Major tax phishing attack shows resilience of Zeus

A phishing attack aimed at small businesses accounted for as much as a third of all global junk email–or more than a quarter of all e-mail–for a 15-minute period Friday, showing that the Zeus family of keystroke-logging software remains a force to be reckoned with despite a recent spate of arrests.

The attack took the form of e-mails that had subject headings beginning “Your Federal Tax Payment” and said an electronic transfer had been rejected because of an invalid corporate identification number. Following a recent trend in such scams, the e-mails contain links to a genuine web page, in this case a US site that collects tax payment information including bank account numbers.

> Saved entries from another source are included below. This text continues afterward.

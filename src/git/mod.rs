//! Repository access abstraction layer
//!
//! This module provides a trait-based abstraction over the repository
//! operations git-tools needs, allowing a real libgit2-backed implementation
//! and an in-memory one for tests.
//!
//! # Overview
//!
//! The primary abstraction is the [Repository] trait. The concrete
//! implementations are:
//!
//! - [repository::Git2Repository]: A real implementation using the `git2` crate
//! - [mock::MockRepository]: An in-memory implementation for testing
//!
//! # Usage
//!
//! The tag engine is generic over [Repository]; construct a backend once and
//! pass it explicitly.
//!
//! ```rust
//! # use git_tools::git::Repository;
//! # use git_tools::tags::TagResolver;
//! # fn example<R: Repository>(repo: &R) -> git_tools::Result<()> {
//! let resolver = TagResolver::new(repo);
//! if let Some(tag) = resolver.current()? {
//!     println!("HEAD is released as {}", tag);
//! }
//! # Ok(())
//! # }
//! ```

pub mod mock;
pub mod repository;

pub use mock::MockRepository;
pub use repository::Git2Repository;

use crate::domain::{CommitIdentity, TagRef};
use crate::error::Result;
use git2::Oid;
use std::path::PathBuf;

/// Repository operations consumed by the tag engine and the CLI
///
/// ## Error Handling
///
/// All methods return [crate::error::Result<T>]. Implementations map
/// underlying errors (like `git2::Error`) to [crate::error::GitToolsError]
/// variants that name the failed operation.
///
/// ## Ordering
///
/// [Repository::list_tags] returns tags in the backend's own enumeration
/// order. Callers must not assume it is sorted by version.
pub trait Repository {
    /// Enumerate every tag with the commit it points at
    ///
    /// Annotated tags are resolved to their target commit.
    ///
    /// # Returns
    /// * `Ok(Vec<TagRef>)` - All tags in backend enumeration order
    /// * `Err` - If the tag references cannot be read
    fn list_tags(&self) -> Result<Vec<TagRef>>;

    /// Resolve the commit HEAD currently points at
    ///
    /// # Returns
    /// * `Ok(Oid)` - The HEAD commit
    /// * `Err` - If HEAD is unborn or cannot be peeled to a commit
    fn head_oid(&self) -> Result<Oid>;

    /// Create a lightweight tag at the given commit
    ///
    /// # Arguments
    /// * `name` - Name for the new tag
    /// * `oid` - Commit to tag
    ///
    /// # Returns
    /// * `Ok(TagRef)` - The created reference
    /// * `Err` - If the tag already exists or the commit cannot be found
    fn create_tag(&self, name: &str, oid: Oid) -> Result<TagRef>;

    /// Author metadata for every commit reachable from a branch, remote-tracking
    /// branch, tag or HEAD
    fn commits(&self) -> Result<Vec<CommitIdentity>>;

    /// Short name of the branch HEAD points to
    ///
    /// # Returns
    /// * `Err` - If HEAD is detached
    fn current_branch(&self) -> Result<String>;

    /// Directory git reads hook scripts from
    fn hooks_dir(&self) -> Result<PathBuf>;
}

The problem comes both before and after the recipients reach that destination. En route there, they are taken to a series of other sites that check what software is on the prospective victim’s PC. More than half the time, researchers at Solera Networks said, those PCs will be vulnerable to one of two techniques the websites use to break in and install a version of the Zeus program for intercepting online banking transaction data.

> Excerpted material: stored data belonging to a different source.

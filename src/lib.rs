pub mod config;
pub mod domain;
pub mod error;
pub mod git;
pub mod hooks;
pub mod tags;
pub mod ui;
pub mod which;

pub use error::{GitToolsError, Result};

The first flaw is in older but still-common versions of the Java virtual machine, fixed in recent weeks, while the second is a hole in Adobe Reader versions 9.1 and older.

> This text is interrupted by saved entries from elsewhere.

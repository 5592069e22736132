use crate::domain::{Component, SemVersion, SemverTag};
use crate::error::Result;
use crate::git::Repository;
use crate::tags::TagResolver;

/// Version an increment started from
#[derive(Debug, Clone, PartialEq, Eq)]
pub enum Baseline {
    /// Highest semver tag found in the repository
    Existing(SemverTag),
    /// Synthetic `0.0.0` used when nothing has been tagged yet
    Initial(SemVersion),
}

impl Baseline {
    pub fn version(&self) -> &SemVersion {
        match self {
            Baseline::Existing(tag) => &tag.version,
            Baseline::Initial(version) => version,
        }
    }

    pub fn name(&self) -> &str {
        self.version().original()
    }
}

/// Outcome of a successful increment
#[derive(Debug, Clone, PartialEq, Eq)]
pub struct Increment {
    pub component: Component,
    pub previous: Baseline,
    pub created: SemverTag,
}

/// Computes the next version and writes it back as a tag at HEAD.
///
/// Always proceeds when invoked; refusing to tag an already released HEAD is
/// the caller's decision.
pub struct Incrementor<'r, R: Repository + ?Sized> {
    repo: &'r R,
    initial_v_prefix: bool,
}

impl<'r, R: Repository + ?Sized> Incrementor<'r, R> {
    pub fn new(repo: &'r R) -> Self {
        Incrementor {
            repo,
            initial_v_prefix: false,
        }
    }

    /// Prefix style for the first tag of a repository without semver tags
    pub fn with_initial_v_prefix(mut self, v_prefix: bool) -> Self {
        self.initial_v_prefix = v_prefix;
        self
    }

    /// Bump the requested component of the highest version and tag HEAD with it.
    ///
    /// The new tag mirrors the baseline's `v` prefix convention.
    ///
    /// # Returns
    /// * `Ok(Increment)` - Previous baseline and the created tag
    /// * `Err` - If HEAD cannot be resolved or the tag cannot be created
    pub fn increment(&self, component: Component) -> Result<Increment> {
        let previous = match TagResolver::new(self.repo).max() {
            Ok(tag) => Baseline::Existing(tag),
            Err(e) if e.is_not_found() => {
                Baseline::Initial(SemVersion::initial(self.initial_v_prefix))
            }
            Err(e) => return Err(e),
        };

        let next = previous.version().bump(component);

        let head = self.repo.head_oid()?;
        let tag_ref = self.repo.create_tag(next.original(), head)?;

        Ok(Increment {
            component,
            previous,
            created: SemverTag {
                version: next,
                commit: tag_ref.target,
            },
        })
    }
}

If either technique works, by the time that the victim gets to the US tax page a few second later, everything entered there and on other sites in the future will be recorded and shipped off to the criminals, who will begin taking money from the victim’s accounts.

The phishing attack, one of scores under way at any given time, once again points up the severe problems with the state of consumer IT security. Even if operating systems are patched, the vast majority of PCs are running other programs with known, critical vulnerabilities that they have not bothered updating.

I strongly recommend a free tool from Secunia, available here, that will scan your PC for software that needs patching.

Cisco Systems’ spam monitors reported a few spikes in the latest Zeus e-mail campaign, with it peaking Friday, a deadline for quarterly tax filings by businesses.

Solera said it planned on notifying tax authorities, who could post a warning on the website. Just for the record, the IRS does not notify people of tax problems via e-mail.